From the entries provided below, copy each line that contains the word "list".

** Opening RECORD EXTRACTS block **

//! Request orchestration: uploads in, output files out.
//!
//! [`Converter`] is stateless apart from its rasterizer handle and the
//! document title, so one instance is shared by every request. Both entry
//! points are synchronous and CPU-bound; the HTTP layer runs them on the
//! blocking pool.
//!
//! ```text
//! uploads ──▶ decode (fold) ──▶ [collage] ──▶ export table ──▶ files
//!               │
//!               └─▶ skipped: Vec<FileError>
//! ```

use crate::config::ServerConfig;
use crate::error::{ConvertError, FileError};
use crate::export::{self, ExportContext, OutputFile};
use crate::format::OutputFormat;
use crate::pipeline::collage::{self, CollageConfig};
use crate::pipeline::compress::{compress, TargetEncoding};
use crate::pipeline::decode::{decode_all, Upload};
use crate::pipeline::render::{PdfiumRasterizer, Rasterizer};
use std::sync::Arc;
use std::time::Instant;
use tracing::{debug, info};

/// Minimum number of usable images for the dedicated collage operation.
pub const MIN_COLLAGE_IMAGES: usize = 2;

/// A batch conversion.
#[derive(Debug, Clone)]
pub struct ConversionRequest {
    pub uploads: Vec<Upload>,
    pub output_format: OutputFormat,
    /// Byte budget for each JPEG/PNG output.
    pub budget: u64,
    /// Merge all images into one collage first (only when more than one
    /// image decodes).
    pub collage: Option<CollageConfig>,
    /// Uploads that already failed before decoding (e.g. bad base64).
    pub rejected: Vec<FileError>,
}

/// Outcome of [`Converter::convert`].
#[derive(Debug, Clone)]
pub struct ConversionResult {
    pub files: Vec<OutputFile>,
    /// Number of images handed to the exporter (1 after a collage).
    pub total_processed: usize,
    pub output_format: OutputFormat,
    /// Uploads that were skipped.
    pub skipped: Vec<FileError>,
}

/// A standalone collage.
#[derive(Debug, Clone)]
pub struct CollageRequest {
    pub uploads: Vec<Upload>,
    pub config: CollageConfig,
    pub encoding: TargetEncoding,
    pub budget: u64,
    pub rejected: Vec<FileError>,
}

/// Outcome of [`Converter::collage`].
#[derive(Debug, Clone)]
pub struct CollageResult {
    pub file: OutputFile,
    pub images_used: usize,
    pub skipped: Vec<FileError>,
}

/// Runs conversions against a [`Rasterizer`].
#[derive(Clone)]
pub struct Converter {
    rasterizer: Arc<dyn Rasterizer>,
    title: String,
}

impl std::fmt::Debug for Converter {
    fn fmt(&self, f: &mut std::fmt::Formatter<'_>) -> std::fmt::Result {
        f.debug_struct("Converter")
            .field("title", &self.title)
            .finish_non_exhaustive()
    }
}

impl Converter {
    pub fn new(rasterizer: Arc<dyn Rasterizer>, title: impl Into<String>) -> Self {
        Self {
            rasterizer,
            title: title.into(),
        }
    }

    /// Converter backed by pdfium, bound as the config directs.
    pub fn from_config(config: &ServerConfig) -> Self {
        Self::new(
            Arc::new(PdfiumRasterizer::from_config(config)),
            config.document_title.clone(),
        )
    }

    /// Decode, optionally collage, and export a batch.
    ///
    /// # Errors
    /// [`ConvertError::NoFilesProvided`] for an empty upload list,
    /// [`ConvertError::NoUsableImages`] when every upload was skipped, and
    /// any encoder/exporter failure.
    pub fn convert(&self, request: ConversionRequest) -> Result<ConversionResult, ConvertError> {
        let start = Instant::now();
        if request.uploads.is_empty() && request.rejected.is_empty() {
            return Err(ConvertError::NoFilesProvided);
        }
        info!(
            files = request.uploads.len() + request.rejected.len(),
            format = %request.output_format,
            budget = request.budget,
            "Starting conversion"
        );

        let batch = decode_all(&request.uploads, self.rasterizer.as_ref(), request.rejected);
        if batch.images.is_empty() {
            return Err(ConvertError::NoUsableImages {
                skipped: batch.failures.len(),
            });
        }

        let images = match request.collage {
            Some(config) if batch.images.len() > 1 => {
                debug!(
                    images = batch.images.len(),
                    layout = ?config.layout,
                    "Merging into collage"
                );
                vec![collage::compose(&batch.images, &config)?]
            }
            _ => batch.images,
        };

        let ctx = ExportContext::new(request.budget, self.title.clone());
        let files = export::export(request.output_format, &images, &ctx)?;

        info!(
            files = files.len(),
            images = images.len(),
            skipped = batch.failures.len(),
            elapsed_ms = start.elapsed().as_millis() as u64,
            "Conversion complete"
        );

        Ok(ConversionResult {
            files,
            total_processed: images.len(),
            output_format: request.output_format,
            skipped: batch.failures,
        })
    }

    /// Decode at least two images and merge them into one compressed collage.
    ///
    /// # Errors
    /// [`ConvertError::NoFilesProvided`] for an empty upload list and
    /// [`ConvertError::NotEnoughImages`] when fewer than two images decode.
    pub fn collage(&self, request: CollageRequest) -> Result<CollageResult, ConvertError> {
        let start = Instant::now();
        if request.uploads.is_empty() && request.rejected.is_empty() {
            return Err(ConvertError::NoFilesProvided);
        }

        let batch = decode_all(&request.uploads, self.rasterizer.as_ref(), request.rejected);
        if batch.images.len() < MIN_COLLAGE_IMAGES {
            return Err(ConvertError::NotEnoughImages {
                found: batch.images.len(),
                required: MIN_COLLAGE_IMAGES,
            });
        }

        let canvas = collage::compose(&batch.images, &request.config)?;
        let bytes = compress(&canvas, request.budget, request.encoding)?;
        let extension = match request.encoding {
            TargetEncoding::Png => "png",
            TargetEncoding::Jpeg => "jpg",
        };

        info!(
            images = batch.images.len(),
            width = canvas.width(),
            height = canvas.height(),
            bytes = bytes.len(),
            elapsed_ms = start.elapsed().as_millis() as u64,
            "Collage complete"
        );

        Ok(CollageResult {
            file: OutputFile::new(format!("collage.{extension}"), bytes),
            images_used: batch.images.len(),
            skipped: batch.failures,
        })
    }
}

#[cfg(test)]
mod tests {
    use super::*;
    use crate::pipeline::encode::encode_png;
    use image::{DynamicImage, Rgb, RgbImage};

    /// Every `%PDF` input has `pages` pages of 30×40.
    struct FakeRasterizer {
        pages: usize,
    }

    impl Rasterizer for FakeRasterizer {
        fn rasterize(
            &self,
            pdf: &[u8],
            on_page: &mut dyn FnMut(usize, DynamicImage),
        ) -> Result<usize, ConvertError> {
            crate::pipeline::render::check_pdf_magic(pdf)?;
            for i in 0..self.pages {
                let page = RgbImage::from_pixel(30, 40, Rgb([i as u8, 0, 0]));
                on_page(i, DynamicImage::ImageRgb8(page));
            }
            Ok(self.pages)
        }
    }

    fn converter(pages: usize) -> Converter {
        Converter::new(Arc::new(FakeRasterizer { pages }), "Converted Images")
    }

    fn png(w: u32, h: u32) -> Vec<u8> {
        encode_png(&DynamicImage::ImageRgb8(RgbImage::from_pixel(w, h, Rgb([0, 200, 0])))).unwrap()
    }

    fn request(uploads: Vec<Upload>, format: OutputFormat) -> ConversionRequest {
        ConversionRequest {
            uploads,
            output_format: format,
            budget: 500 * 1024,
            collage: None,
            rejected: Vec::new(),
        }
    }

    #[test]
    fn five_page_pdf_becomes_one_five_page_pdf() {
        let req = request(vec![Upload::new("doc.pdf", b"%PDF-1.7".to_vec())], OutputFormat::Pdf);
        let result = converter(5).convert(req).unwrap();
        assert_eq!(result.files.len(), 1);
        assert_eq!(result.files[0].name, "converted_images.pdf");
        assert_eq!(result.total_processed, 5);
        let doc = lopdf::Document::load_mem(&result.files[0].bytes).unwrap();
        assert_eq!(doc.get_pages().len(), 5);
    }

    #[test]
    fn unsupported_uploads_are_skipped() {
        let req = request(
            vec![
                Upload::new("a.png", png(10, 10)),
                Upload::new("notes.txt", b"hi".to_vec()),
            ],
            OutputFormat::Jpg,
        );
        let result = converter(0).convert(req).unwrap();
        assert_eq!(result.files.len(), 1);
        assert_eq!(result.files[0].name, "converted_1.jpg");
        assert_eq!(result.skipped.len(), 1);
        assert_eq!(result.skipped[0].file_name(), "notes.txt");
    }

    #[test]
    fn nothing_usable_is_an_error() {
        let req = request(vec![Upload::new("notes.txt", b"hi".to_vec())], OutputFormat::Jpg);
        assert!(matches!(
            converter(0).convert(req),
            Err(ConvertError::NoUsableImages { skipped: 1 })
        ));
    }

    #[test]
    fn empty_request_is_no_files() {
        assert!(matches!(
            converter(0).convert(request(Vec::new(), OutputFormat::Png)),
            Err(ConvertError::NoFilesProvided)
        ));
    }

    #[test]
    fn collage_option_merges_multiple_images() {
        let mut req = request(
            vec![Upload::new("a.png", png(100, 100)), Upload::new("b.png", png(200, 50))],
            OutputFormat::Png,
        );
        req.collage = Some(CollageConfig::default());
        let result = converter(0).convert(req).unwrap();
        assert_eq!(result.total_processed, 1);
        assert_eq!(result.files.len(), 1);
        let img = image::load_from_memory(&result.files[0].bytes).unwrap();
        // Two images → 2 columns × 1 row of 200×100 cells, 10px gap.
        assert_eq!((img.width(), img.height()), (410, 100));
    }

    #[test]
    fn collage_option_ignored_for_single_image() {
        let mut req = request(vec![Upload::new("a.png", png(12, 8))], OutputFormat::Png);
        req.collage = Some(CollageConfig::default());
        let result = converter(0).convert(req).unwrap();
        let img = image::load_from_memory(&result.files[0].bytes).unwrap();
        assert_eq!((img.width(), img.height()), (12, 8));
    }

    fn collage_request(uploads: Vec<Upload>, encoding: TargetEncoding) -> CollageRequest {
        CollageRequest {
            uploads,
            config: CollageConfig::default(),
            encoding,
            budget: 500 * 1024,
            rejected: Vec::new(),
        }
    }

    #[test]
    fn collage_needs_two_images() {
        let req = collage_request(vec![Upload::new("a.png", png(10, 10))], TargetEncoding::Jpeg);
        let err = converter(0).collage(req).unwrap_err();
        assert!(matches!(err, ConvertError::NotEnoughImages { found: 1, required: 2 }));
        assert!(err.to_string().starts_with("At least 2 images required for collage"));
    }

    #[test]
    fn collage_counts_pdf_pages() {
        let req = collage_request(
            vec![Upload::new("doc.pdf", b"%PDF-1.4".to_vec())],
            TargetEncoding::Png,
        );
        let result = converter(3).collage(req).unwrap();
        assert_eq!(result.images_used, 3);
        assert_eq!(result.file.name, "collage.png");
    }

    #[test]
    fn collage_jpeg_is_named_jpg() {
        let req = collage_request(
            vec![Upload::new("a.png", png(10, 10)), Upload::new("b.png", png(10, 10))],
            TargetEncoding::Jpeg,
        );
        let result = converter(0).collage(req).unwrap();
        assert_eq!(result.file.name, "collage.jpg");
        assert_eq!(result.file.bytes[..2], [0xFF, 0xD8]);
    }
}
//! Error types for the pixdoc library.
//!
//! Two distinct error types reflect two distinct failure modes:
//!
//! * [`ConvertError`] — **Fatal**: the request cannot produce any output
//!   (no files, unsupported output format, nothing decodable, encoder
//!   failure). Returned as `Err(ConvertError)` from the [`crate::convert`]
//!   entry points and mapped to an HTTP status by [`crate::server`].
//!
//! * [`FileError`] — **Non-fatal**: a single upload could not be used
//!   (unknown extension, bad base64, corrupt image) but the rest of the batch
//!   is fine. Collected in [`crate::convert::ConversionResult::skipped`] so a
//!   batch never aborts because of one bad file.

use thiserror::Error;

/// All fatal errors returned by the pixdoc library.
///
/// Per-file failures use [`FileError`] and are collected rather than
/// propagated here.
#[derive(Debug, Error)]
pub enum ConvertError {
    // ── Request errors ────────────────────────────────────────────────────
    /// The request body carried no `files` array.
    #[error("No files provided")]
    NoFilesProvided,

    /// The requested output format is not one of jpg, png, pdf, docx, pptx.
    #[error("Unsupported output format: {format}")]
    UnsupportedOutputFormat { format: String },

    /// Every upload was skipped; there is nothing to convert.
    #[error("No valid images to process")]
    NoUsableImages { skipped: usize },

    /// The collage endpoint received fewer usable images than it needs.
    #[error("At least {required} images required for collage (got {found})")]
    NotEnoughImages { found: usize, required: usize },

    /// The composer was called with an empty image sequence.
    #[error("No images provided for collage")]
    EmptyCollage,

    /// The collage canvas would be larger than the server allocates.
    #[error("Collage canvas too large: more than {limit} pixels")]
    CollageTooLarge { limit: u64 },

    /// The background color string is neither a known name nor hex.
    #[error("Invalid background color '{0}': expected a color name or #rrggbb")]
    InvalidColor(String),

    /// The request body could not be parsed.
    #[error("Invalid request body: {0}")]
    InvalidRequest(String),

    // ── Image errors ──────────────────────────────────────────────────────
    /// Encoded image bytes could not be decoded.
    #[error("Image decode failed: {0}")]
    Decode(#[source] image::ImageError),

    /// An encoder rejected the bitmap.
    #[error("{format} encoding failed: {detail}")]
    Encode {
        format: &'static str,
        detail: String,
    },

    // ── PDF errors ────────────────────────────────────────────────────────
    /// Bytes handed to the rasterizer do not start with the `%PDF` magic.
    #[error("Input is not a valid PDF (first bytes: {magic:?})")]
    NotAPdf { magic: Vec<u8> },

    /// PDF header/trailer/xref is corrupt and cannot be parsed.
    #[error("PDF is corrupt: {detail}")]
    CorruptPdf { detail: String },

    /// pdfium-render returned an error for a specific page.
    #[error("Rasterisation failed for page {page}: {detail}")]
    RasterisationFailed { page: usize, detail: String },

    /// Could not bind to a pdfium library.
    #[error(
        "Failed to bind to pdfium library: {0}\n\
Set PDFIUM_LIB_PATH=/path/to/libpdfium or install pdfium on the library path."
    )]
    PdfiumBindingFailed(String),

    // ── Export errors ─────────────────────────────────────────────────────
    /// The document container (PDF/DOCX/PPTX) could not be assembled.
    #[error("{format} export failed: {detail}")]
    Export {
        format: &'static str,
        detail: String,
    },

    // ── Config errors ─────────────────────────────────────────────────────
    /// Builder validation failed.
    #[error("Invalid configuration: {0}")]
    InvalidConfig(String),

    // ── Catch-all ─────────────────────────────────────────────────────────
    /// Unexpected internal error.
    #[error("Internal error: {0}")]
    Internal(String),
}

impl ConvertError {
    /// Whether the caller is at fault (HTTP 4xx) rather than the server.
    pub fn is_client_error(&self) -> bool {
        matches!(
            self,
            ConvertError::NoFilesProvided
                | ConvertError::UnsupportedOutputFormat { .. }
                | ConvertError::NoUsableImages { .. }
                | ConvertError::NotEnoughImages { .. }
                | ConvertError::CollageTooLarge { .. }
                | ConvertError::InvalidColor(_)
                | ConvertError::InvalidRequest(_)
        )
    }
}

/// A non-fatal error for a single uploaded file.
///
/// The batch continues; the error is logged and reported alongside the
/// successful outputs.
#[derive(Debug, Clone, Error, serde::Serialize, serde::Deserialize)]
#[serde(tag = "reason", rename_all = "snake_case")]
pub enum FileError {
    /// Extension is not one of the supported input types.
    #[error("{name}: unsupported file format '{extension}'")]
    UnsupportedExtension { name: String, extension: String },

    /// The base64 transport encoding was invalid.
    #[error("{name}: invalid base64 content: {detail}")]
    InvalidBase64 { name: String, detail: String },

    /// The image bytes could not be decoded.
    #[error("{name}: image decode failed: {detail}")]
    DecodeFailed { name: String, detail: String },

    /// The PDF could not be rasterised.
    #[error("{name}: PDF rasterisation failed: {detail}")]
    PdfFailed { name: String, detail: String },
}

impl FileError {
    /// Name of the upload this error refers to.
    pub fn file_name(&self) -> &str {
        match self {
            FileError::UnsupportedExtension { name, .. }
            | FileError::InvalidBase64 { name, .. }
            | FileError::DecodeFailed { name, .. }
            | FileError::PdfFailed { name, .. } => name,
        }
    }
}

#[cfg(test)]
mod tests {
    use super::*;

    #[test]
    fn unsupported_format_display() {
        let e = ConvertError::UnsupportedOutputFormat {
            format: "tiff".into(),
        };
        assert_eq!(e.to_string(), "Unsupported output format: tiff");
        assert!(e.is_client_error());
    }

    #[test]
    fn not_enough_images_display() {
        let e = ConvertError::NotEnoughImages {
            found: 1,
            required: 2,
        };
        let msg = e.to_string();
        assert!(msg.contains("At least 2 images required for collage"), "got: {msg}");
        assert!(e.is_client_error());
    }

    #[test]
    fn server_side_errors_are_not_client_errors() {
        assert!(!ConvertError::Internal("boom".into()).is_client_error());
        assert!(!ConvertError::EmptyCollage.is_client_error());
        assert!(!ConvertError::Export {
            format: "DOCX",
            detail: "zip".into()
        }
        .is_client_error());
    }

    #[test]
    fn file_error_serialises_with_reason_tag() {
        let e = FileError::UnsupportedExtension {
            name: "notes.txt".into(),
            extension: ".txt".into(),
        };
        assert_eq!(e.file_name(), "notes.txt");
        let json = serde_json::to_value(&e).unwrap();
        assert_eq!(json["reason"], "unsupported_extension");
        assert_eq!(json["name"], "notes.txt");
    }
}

** Closing RECORD EXTRACTS block **
** Opening RECORD EXTRACTS block **

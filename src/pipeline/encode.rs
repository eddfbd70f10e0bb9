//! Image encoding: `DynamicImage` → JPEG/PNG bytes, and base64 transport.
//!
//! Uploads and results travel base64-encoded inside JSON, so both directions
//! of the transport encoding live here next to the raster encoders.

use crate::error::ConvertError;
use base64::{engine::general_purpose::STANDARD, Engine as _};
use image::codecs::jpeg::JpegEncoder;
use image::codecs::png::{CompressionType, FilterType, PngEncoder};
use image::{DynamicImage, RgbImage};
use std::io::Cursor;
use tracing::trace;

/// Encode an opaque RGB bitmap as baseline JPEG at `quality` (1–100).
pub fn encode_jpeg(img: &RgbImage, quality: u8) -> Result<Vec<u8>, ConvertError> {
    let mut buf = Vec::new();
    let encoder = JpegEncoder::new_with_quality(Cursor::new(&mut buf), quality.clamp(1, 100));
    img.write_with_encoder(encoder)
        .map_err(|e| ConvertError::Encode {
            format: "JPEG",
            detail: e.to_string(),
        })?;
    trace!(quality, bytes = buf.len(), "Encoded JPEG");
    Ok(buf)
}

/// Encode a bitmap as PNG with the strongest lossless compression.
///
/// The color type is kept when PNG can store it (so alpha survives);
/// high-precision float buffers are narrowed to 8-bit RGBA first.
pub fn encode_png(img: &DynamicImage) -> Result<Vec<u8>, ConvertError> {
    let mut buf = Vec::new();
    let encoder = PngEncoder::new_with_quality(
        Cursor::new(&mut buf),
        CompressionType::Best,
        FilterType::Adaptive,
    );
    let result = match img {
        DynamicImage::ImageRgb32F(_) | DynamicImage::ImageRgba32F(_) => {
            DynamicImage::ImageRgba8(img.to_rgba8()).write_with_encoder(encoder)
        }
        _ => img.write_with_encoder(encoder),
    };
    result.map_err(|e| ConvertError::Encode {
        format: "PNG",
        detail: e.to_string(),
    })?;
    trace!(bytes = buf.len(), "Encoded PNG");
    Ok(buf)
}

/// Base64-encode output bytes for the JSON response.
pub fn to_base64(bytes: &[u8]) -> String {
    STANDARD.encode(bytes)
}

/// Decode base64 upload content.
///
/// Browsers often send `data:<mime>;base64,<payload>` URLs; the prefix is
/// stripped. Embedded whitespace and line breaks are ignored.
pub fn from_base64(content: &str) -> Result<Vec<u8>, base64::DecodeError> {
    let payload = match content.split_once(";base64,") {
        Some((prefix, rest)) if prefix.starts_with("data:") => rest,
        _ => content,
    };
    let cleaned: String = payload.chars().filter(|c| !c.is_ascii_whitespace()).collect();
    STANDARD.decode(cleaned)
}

** Closing RECORD EXTRACTS block **

§ **RESPONSE AREA**
    /// [`ConvertError::NoFilesProvided`] for an empty upload list,
    /// [`ConvertError::NoFilesProvided`] for an empty upload list and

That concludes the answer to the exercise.